Sous la direction de Robert Kahn et Catriona Seth, Publications des Universités de Rouen et du Havre, Rouen, 2010
Cet ouvrage est issu du colloque annuel « transversal », colloque international organisé en décembre 2006, et qui a réuni des traducteurs de grand renom : Jean-Michel Déprats, Jean Canavaggio, Tiphaine Samoyault… et des théoriciens : Karlheinz Barck, Jean Bollack, Yves Chevrel… autour d’une question très actuelle.

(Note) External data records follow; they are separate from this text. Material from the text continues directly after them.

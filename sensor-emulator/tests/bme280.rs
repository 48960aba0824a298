//! Drive the BME280 emulator the way a thermostat's driver would, over the
//! emulated bus, and decode what it reads with the datasheet formulas.
use embedded_hal::i2c::{I2c, Operation};
use sensor_emulator::bme280::BusState;
use sensor_emulator::bme280::calibration::Calibration;
use sensor_emulator::bme280::registers::*;
use sensor_emulator::config::{Bme280Config, WritePolicy};
use sensor_emulator::{Bme280, EmulatedBus, Error, Peripheral, REGISTER_COUNT, RegisterFile};

const ADDRESS: u8 = 0x76;

/// What a controller decodes from one burst read of the data registers.
struct Measurement {
    celsius: f64,
    humidity: f64,
    pascal: f64,
}

/// Read the whole register space, starting at 0x00.
fn dump(bus: &mut impl I2c<Error = Error>) -> Result<RegisterFile, Error> {
    let mut bytes = [0u8; REGISTER_COUNT];
    bus.write_read(ADDRESS, &[0x00], &mut bytes)?;
    Ok(RegisterFile::from_snapshot(bytes))
}

fn adc_20_bit([msb, lsb, xlsb]: [u8; 3]) -> i32 {
    (i32::from(msb) << 12) | (i32::from(lsb) << 4) | (i32::from(xlsb) >> 4)
}

/// Burst read 0xF7..=0xFE as drivers do, so all three values come from one sample.
fn measure(bme: &mut Bme280, calibration: &Calibration) -> Result<Measurement, Error> {
    let mut bus = EmulatedBus::new();
    bus.attach(bme)?;
    let mut data = [0u8; 8];
    bus.write_read(ADDRESS, &[PRESS_DATA], &mut data)?;

    let adc_p = adc_20_bit([data[0], data[1], data[2]]);
    let adc_t = adc_20_bit([data[3], data[4], data[5]]);
    let adc_h = i32::from(u16::from_be_bytes([data[6], data[7]]));
    let (t_fine, centi) = calibration.compensate_temperature(adc_t);
    Ok(Measurement {
        celsius: f64::from(centi) / 100.0,
        humidity: f64::from(calibration.compensate_humidity(adc_h, t_fine)) / 1024.0,
        pascal: f64::from(calibration.compensate_pressure(adc_p, t_fine)) / 256.0,
    })
}

fn calibration_over_bus(bme: &mut Bme280) -> Result<Calibration, Error> {
    let mut bus = EmulatedBus::new();
    bus.attach(bme)?;
    Ok(Calibration::from_registers(&dump(&mut bus)?))
}

#[test]
fn chip_id() -> Result<(), Error> {
    let mut bme = Bme280::new();
    let mut bus = EmulatedBus::new();
    bus.attach(&mut bme)?;
    let mut id = [0u8];
    bus.write_read(ADDRESS, &[CHIP_ID], &mut id)?;
    assert_eq!(id, [0x60]);
    Ok(())
}

/// A read before any address has been written starts at 0x00; once an address is
/// latched, reads start there.
#[test]
fn read_before_first_write_starts_at_zero() {
    let mut bme = Bme280::new();
    assert_eq!(bme.bus_state(), BusState::Idle);
    let window = bme.on_read_request();
    assert_eq!(window.len(), REGISTER_COUNT);
    assert_eq!(window[usize::from(CHIP_ID)], 0x60);

    bme.on_write(&[PRESS_DATA]);
    assert_eq!(bme.bus_state(), BusState::AddressLatched);
    assert_eq!(bme.on_read_request().len(), 9);
}

/// Writing an address and a value, then reading, returns the rest of the register
/// space from that address.
#[test]
fn read_window_starts_at_latched_address() {
    let mut bme = Bme280::new();
    bme.set_temperature(22.0);
    bme.on_write(&[PRESS_DATA, 0x00]);

    let window = bme.on_read_request();
    assert_eq!(window.len(), REGISTER_COUNT - usize::from(PRESS_DATA));
    assert_eq!(window[0], 0x00);
    let expected = bme.registers().as_bytes()[usize::from(PRESS_DATA)..].to_vec();
    assert_eq!(bme.on_read_request(), expected.as_slice());
}

#[test]
fn temperature_round_trip() -> Result<(), Error> {
    let mut bme = Bme280::new();
    let calibration = calibration_over_bus(&mut bme)?;
    for tenths in (-200..=500).step_by(5) {
        let celsius = f64::from(tenths) / 10.0;
        bme.set_temperature(celsius);
        let measurement = measure(&mut bme, &calibration)?;
        assert!(
            (measurement.celsius - celsius).abs() <= 0.01,
            "set {celsius}, read {}",
            measurement.celsius
        );
    }
    Ok(())
}

#[test]
fn humidity_round_trip() -> Result<(), Error> {
    let mut bme = Bme280::new();
    let calibration = calibration_over_bus(&mut bme)?;
    for celsius in [-20.0, 0.0, 22.0, 35.0, 50.0] {
        bme.set_temperature(celsius);
        for percent in (0..=100).step_by(5).map(f64::from) {
            bme.set_humidity(percent);
            let measurement = measure(&mut bme, &calibration)?;
            assert!(
                (measurement.humidity - percent).abs() < 0.05,
                "set {percent} % at {celsius} °C, read {}",
                measurement.humidity
            );
        }
    }
    Ok(())
}

#[test]
fn humidity_is_clamped() {
    let mut bme = Bme280::new();
    bme.set_temperature(22.0);

    bme.set_humidity(100.0);
    let full = bme.adc_h();
    bme.set_humidity(150.0);
    assert_eq!(bme.adc_h(), full);

    bme.set_humidity(0.0);
    let empty = bme.adc_h();
    bme.set_humidity(-10.0);
    assert_eq!(bme.adc_h(), empty);
}

/// Before any temperature is set, humidity is encoded against the power-on
/// temperature pattern.
#[test]
fn humidity_before_temperature() {
    let mut bme = Bme280::new();
    bme.set_humidity(45.0);
    assert_eq!(bme.adc_t(), 0x80000);
    assert_eq!(bme.t_fine(), 117_705);
    assert!((bme.humidity() - 45.0).abs() < 0.05);
}

#[test]
fn changing_temperature_moves_humidity() {
    let mut bme = Bme280::new();
    bme.set_temperature(10.0);
    bme.set_humidity(50.0);
    bme.set_temperature(30.0);
    assert!((bme.humidity() - 50.0).abs() > 0.05);
    bme.set_humidity(50.0);
    assert!((bme.humidity() - 50.0).abs() < 0.05);
}

#[test]
fn pressure_is_fixed() -> Result<(), Error> {
    let mut bme = Bme280::with_config(&Bme280Config::default());
    let calibration = calibration_over_bus(&mut bme)?;
    let measurement = measure(&mut bme, &calibration)?;
    assert_eq!(bme.adc_p(), (RAW_PRESSURE >> 4) as i32);
    assert!((90_000.0..110_000.0).contains(&measurement.pascal));
    assert_eq!(measurement.pascal, bme.pressure());
    Ok(())
}

#[test]
fn config_sets_start_up_values() {
    let config = Bme280Config::default()
        .with_address(0x77)
        .unwrap()
        .with_temperature(18.5)
        .with_humidity(65.0);
    let bme = Bme280::with_config(&config);
    assert_eq!(bme.address(), 0x77);
    assert!((bme.temperature() - 18.5).abs() <= 0.01);
    assert!((bme.humidity() - 65.0).abs() < 0.05);
    assert_eq!(
        Bme280Config::default().with_address(0x44),
        Err(Error::InvalidAddress(0x44))
    );
}

/// A controller configuring the sensor writes address/value pairs in one transfer.
#[test]
fn register_writes() -> Result<(), Error> {
    let mut bme = Bme280::new();
    let mut bus = EmulatedBus::new();
    bus.attach(&mut bme)?;
    bus.transaction(
        ADDRESS,
        &mut [
            Operation::Write(&[CTRL_HUM, 0x01]),
            Operation::Write(&[CTRL_MEAS, 0x27, CONFIG, 0xA0]),
        ],
    )?;
    let mut control = [0u8; 4];
    bus.write_read(ADDRESS, &[CTRL_HUM], &mut control)?;
    assert_eq!(control, [0x01, 0x00, 0x27, 0xA0]);
    Ok(())
}

#[test]
fn permissive_policy_allows_calibration_writes() {
    let mut bme = Bme280::new();
    bme.on_write(&[DIG_T1, 0x00]);
    assert_eq!(bme.registers().get(DIG_T1), 0x00);
}

#[test]
fn strict_policy_protects_calibration() {
    let config = Bme280Config::default().with_write_policy(WritePolicy::ControlRegistersOnly);
    let mut bme = Bme280::with_config(&config);
    let before = bme.calibration();
    bme.on_write(&[DIG_T1, 0x00, TEMP_DATA, 0x00, CTRL_MEAS, 0x27]);
    assert_eq!(bme.calibration(), before);
    assert_ne!(bme.registers().get(TEMP_DATA), 0x00);
    assert_eq!(bme.registers().get(CTRL_MEAS), 0x27);
}

#[test]
fn soft_reset() {
    let mut bme = Bme280::new();
    bme.set_temperature(25.0);
    let temperature = bme.adc_t();
    bme.on_write(&[CTRL_HUM, 0x01, CTRL_MEAS, 0x27, CONFIG, 0xA0]);

    // Anything other than the reset word is ignored.
    bme.on_write(&[SOFT_RESET, 0x42]);
    assert_eq!(bme.registers().get(CTRL_MEAS), 0x27);

    bme.on_write(&[SOFT_RESET, SOFT_RESET_WORD]);
    for register in [SOFT_RESET, CTRL_HUM, STATUS, CTRL_MEAS, CONFIG] {
        assert_eq!(bme.registers().get(register), 0x00, "register {register:#04x}");
    }
    assert_eq!(bme.adc_t(), temperature);
}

La retraduction est un moment second et essentiel dans l’histoire de la réception d’une œuvre. Elle diffère de la traduction ‘première’ par son statut paradoxal : le simple fait de son existence atteste à la fois de l’échec de la traduction en tant qu’activité transférentielle et de l’espoir que cette pratique ‘post-babélienne’ continue de susciter. Échec : ce qui est « visé par l’original » (Walter Benjamin) reste inaltérable, traverse toutes les époques. Ainsi le langage shakespearien est-il d’une éternelle jeunesse. Ses traductions, elles, deviennent nécessairement ‘obsolètes’, comme on pourrait le dire d’une technique ou d’une machine. On a estimé‘la durée de vie’ d’une traduction d’une grande œuvre à environ une trentaine d’années, une génération. Pourtant, chaque nouvelle traduction, même et surtout de textes ‘canoniques’, suscite l’espoir, sinon celui d’une réussite si complète qu’elle mettrait un point final à la quête du sens et du ‘rythme’ (Meschonnic), du moins d’un réel progrès dans la dite quête. On irait ainsi vers toujours plus d’authenticité, de lisibilité. L’original, enfin, dévoilerait ses secrets. En ce sens la retraduction démultiplierait le pouvoir libérateur, messianique, de la traduction qui, selon Benjamin, « fait au moins un signe, indiquant le lieu promis et interdit où les langues se réconcilieront et s’accompliront » (in La tâche du traducteur).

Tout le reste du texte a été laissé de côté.